= Beginning of Section =
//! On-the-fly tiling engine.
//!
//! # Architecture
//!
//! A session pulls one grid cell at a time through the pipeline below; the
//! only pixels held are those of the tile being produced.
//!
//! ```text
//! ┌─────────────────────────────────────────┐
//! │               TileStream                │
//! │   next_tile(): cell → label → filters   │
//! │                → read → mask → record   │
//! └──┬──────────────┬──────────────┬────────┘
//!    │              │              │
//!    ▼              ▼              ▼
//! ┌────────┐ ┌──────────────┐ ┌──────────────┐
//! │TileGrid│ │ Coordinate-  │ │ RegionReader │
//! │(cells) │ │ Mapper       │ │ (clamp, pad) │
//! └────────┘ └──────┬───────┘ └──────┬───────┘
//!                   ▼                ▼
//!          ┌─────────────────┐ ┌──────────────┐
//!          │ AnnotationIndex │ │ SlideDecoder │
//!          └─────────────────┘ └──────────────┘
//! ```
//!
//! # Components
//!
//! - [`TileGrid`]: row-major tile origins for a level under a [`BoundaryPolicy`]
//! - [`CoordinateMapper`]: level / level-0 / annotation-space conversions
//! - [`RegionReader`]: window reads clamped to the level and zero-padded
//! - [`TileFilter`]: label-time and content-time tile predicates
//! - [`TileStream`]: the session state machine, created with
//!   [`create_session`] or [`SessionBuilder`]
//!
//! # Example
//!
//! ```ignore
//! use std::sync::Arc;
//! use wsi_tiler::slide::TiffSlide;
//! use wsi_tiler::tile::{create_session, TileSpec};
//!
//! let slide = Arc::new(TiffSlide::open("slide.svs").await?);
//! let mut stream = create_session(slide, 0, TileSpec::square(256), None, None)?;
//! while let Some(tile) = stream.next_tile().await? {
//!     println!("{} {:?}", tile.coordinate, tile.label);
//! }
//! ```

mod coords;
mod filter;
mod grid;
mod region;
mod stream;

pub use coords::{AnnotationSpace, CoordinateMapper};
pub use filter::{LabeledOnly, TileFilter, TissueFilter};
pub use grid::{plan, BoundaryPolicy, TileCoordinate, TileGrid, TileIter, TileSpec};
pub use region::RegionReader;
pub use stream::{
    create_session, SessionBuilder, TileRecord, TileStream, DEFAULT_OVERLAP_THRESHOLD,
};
= End of Section =
> **About this task**:
Could you write out every entry above exactly as it appears?

> **Task output**:
//! On-the-fly tiling engine.
//!
//! # Architecture
//!
//! A session pulls one grid cell at a time through the pipeline below; the
//! only pixels held are those of the tile being produced.
//!
//! ```text
//! ┌─────────────────────────────────────────┐
//! │               TileStream                │
//! │   next_tile(): cell → label → filters   │
//! │                → read → mask → record   │
//! └──┬──────────────┬──────────────┬────────┘
//!    │              │              │
//!    ▼              ▼              ▼
//! ┌────────┐ ┌──────────────┐ ┌──────────────┐
//! │TileGrid│ │ Coordinate-  │ │ RegionReader │
//! │(cells) │ │ Mapper       │ │ (clamp, pad) │
//! └────────┘ └──────┬───────┘ └──────┬───────┘
//!                   ▼                ▼
//!          ┌─────────────────┐ ┌──────────────┐
//!          │ AnnotationIndex │ │ SlideDecoder │
//!          └─────────────────┘ └──────────────┘
//! ```
//!
//! # Components
//!
//! - [`TileGrid`]: row-major tile origins for a level under a [`BoundaryPolicy`]
//! - [`CoordinateMapper`]: level / level-0 / annotation-space conversions
//! - [`RegionReader`]: window reads clamped to the level and zero-padded
//! - [`TileFilter`]: label-time and content-time tile predicates
//! - [`TileStream`]: the session state machine, created with
//!   [`create_session`] or [`SessionBuilder`]
//!
//! # Example
//!
//! ```ignore
//! use std::sync::Arc;
//! use wsi_tiler::slide::TiffSlide;
//! use wsi_tiler::tile::{create_session, TileSpec};
//!
//! let slide = Arc::new(TiffSlide::open("slide.svs").await?);
//! let mut stream = create_session(slide, 0, TileSpec::square(256), None, None)?;
//! while let Some(tile) = stream.next_tile().await? {
//!     println!("{} {:?}", tile.coordinate, tile.label);
//! }
//! ```

mod coords;
mod filter;
mod grid;
mod region;
mod stream;

pub use coords::{AnnotationSpace, CoordinateMapper};
pub use filter::{LabeledOnly, TileFilter, TissueFilter};
pub use grid::{plan, BoundaryPolicy, TileCoordinate, TileGrid, TileIter, TileSpec};
pub use region::RegionReader;
pub use stream::{
    create_session, SessionBuilder, TileRecord, TileStream, DEFAULT_OVERLAP_THRESHOLD,
};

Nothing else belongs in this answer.